A word-for-word transcription of the records is required.

**DATA RECORDS:**

* * * * * * *

//! Launcher query syntax.
//!
//! `#tag` and `@collection` tokens become filters; so do the older
//! `tag:name`, `collection:name` and `col:name` forms. Everything else is
//! free text.

use std::collections::HashSet;
use std::sync::LazyLock;

use regex::Regex;

static TAG_PATTERN: LazyLock<Regex> =
    LazyLock::new(|| Regex::new(r"#(\w+)").expect("Invalid tag regex"));
static COLLECTION_PATTERN: LazyLock<Regex> =
    LazyLock::new(|| Regex::new(r"@(\w+)").expect("Invalid collection regex"));

/// A search query split into text and filter names.
#[derive(Debug, Clone, Default, PartialEq, Eq)]
pub struct ParsedQuery {
    /// Remaining words, single-spaced.
    pub text: String,
    pub tags: Vec<String>,
    pub collections: Vec<String>,
}

impl ParsedQuery {
    pub fn has_filters(&self) -> bool {
        !self.tags.is_empty() || !self.collections.is_empty()
    }

    /// True if `name` was one of the requested tags.
    pub fn mentions_tag(&self, name: &str) -> bool {
        self.tags.iter().any(|t| t.to_lowercase() == name.to_lowercase())
    }

    pub fn mentions_collection(&self, name: &str) -> bool {
        self.collections
            .iter()
            .any(|c| c.to_lowercase() == name.to_lowercase())
    }
}

/// Split a search query into text, tag names, and collection names.
///
/// Filter names keep their first spelling and are de-duplicated without
/// regard to case. A `key:value` word whose key is not a filter stays in the
/// text, as does anything starting with `http`.
pub fn parse_search_query(query: &str) -> ParsedQuery {
    let mut tags = captures(&TAG_PATTERN, query);
    let mut collections = captures(&COLLECTION_PATTERN, query);

    let stripped = TAG_PATTERN.replace_all(query, "");
    let stripped = COLLECTION_PATTERN.replace_all(&stripped, "");

    let mut words = Vec::new();
    for word in stripped.split_whitespace() {
        if word.starts_with("http") {
            words.push(word);
            continue;
        }
        match word.split_once(':') {
            Some((key, value)) if is_filter_key(key) => {
                if value.is_empty() {
                    continue;
                }
                if key.eq_ignore_ascii_case("tag") {
                    tags.push(value.to_string());
                } else {
                    collections.push(value.to_string());
                }
            }
            _ => words.push(word),
        }
    }

    ParsedQuery {
        text: words.join(" "),
        tags: dedup(tags),
        collections: dedup(collections),
    }
}

fn is_filter_key(key: &str) -> bool {
    ["tag", "collection", "col"]
        .iter()
        .any(|k| key.eq_ignore_ascii_case(k))
}

fn captures(pattern: &Regex, text: &str) -> Vec<String> {
    pattern
        .captures_iter(text)
        .filter_map(|c| c.get(1))
        .map(|m| m.as_str().to_string())
        .collect()
}

fn dedup(names: Vec<String>) -> Vec<String> {
    let mut seen = HashSet::new();
    names
        .into_iter()
        .filter(|name| seen.insert(name.to_lowercase()))
        .collect()
}

/// A save request typed into the launcher: a URL with optional filters.
#[derive(Debug, Clone, Default, PartialEq, Eq)]
pub struct SaveInput {
    pub url: String,
    pub tags: Vec<String>,
    pub collections: Vec<String>,
}

/// Split `example.com #work @dev` into a normalized URL and filter names.
pub fn parse_save_query(query: &str) -> SaveInput {
    let tags = dedup(captures(&TAG_PATTERN, query));
    let collections = dedup(captures(&COLLECTION_PATTERN, query));
    let stripped = TAG_PATTERN.replace_all(query, "");
    let stripped = COLLECTION_PATTERN.replace_all(&stripped, "");
    SaveInput {
        url: normalize_url(&stripped),
        tags,
        collections,
    }
}

/// Add `https://` to bare hostnames like `github.com/x`.
pub fn normalize_url(input: &str) -> String {
    let url = input.trim();
    if url.is_empty() || has_scheme(url) {
        return url.to_string();
    }
    if url.contains('.') && !url.contains(' ') {
        return format!("https://{url}");
    }
    url.to_string()
}

fn has_scheme(url: &str) -> bool {
    ["http://", "https://", "ftp://"]
        .iter()
        .any(|scheme| url.starts_with(scheme))
}

/// True if the input normalizes to a URL with a scheme and a host.
pub fn is_valid_url(input: &str) -> bool {
    reqwest::Url::parse(&normalize_url(input))
        .map(|url| url.host_str().is_some_and(|host| !host.is_empty()))
        .unwrap_or(false)
}

/// Host part of a URL, or the input when it does not parse.
pub fn extract_domain(input: &str) -> String {
    let normalized = normalize_url(input);
    reqwest::Url::parse(&normalized)
        .ok()
        .and_then(|url| url.host_str().map(str::to_string))
        .unwrap_or(normalized)
}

* * * * * * *

**TASK ANSWER:**
//! Launcher query syntax.
//!
//! `#tag` and `@collection` tokens become filters; so do the older
//! `tag:name`, `collection:name` and `col:name` forms. Everything else is
//! free text.

use std::collections::HashSet;
use std::sync::LazyLock;

use regex::Regex;

static TAG_PATTERN: LazyLock<Regex> =
    LazyLock::new(|| Regex::new(r"#(\w+)").expect("Invalid tag regex"));
static COLLECTION_PATTERN: LazyLock<Regex> =
    LazyLock::new(|| Regex::new(r"@(\w+)").expect("Invalid collection regex"));

/// A search query split into text and filter names.
#[derive(Debug, Clone, Default, PartialEq, Eq)]
pub struct ParsedQuery {
    /// Remaining words, single-spaced.
    pub text: String,
    pub tags: Vec<String>,
    pub collections: Vec<String>,
}

impl ParsedQuery {
    pub fn has_filters(&self) -> bool {
        !self.tags.is_empty() || !self.collections.is_empty()
    }

    /// True if `name` was one of the requested tags.
    pub fn mentions_tag(&self, name: &str) -> bool {
        self.tags.iter().any(|t| t.to_lowercase() == name.to_lowercase())
    }

    pub fn mentions_collection(&self, name: &str) -> bool {
        self.collections
            .iter()
            .any(|c| c.to_lowercase() == name.to_lowercase())
    }
}

/// Split a search query into text, tag names, and collection names.
///
/// Filter names keep their first spelling and are de-duplicated without
/// regard to case. A `key:value` word whose key is not a filter stays in the
/// text, as does anything starting with `http`.
pub fn parse_search_query(query: &str) -> ParsedQuery {
    let mut tags = captures(&TAG_PATTERN, query);
    let mut collections = captures(&COLLECTION_PATTERN, query);

    let stripped = TAG_PATTERN.replace_all(query, "");
    let stripped = COLLECTION_PATTERN.replace_all(&stripped, "");

    let mut words = Vec::new();
    for word in stripped.split_whitespace() {
        if word.starts_with("http") {
            words.push(word);
            continue;
        }
        match word.split_once(':') {
            Some((key, value)) if is_filter_key(key) => {
                if value.is_empty() {
                    continue;
                }
                if key.eq_ignore_ascii_case("tag") {
                    tags.push(value.to_string());
                } else {
                    collections.push(value.to_string());
                }
            }
            _ => words.push(word),
        }
    }

    ParsedQuery {
        text: words.join(" "),
        tags: dedup(tags),
        collections: dedup(collections),
    }
}

fn is_filter_key(key: &str) -> bool {
    ["tag", "collection", "col"]
        .iter()
        .any(|k| key.eq_ignore_ascii_case(k))
}

fn captures(pattern: &Regex, text: &str) -> Vec<String> {
    pattern
        .captures_iter(text)
        .filter_map(|c| c.get(1))
        .map(|m| m.as_str().to_string())
        .collect()
}

fn dedup(names: Vec<String>) -> Vec<String> {
    let mut seen = HashSet::new();
    names
        .into_iter()
        .filter(|name| seen.insert(name.to_lowercase()))
        .collect()
}

/// A save request typed into the launcher: a URL with optional filters.
#[derive(Debug, Clone, Default, PartialEq, Eq)]
pub struct SaveInput {
    pub url: String,
    pub tags: Vec<String>,
    pub collections: Vec<String>,
}

/// Split `example.com #work @dev` into a normalized URL and filter names.
pub fn parse_save_query(query: &str) -> SaveInput {
    let tags = dedup(captures(&TAG_PATTERN, query));
    let collections = dedup(captures(&COLLECTION_PATTERN, query));
    let stripped = TAG_PATTERN.replace_all(query, "");
    let stripped = COLLECTION_PATTERN.replace_all(&stripped, "");
    SaveInput {
        url: normalize_url(&stripped),
        tags,
        collections,
    }
}

/// Add `https://` to bare hostnames like `github.com/x`.
pub fn normalize_url(input: &str) -> String {
    let url = input.trim();
    if url.is_empty() || has_scheme(url) {
        return url.to_string();
    }
    if url.contains('.') && !url.contains(' ') {
        return format!("https://{url}");
    }
    url.to_string()
}

fn has_scheme(url: &str) -> bool {
    ["http://", "https://", "ftp://"]
        .iter()
        .any(|scheme| url.starts_with(scheme))
}

/// True if the input normalizes to a URL with a scheme and a host.
pub fn is_valid_url(input: &str) -> bool {
    reqwest::Url::parse(&normalize_url(input))
        .map(|url| url.host_str().is_some_and(|host| !host.is_empty()))
        .unwrap_or(false)
}

/// Host part of a URL, or the input when it does not parse.
pub fn extract_domain(input: &str) -> String {
    let normalized = normalize_url(input);
    reqwest::Url::parse(&normalized)
        .ok()
        .and_then(|url| url.host_str().map(str::to_string))
        .unwrap_or(normalized)
}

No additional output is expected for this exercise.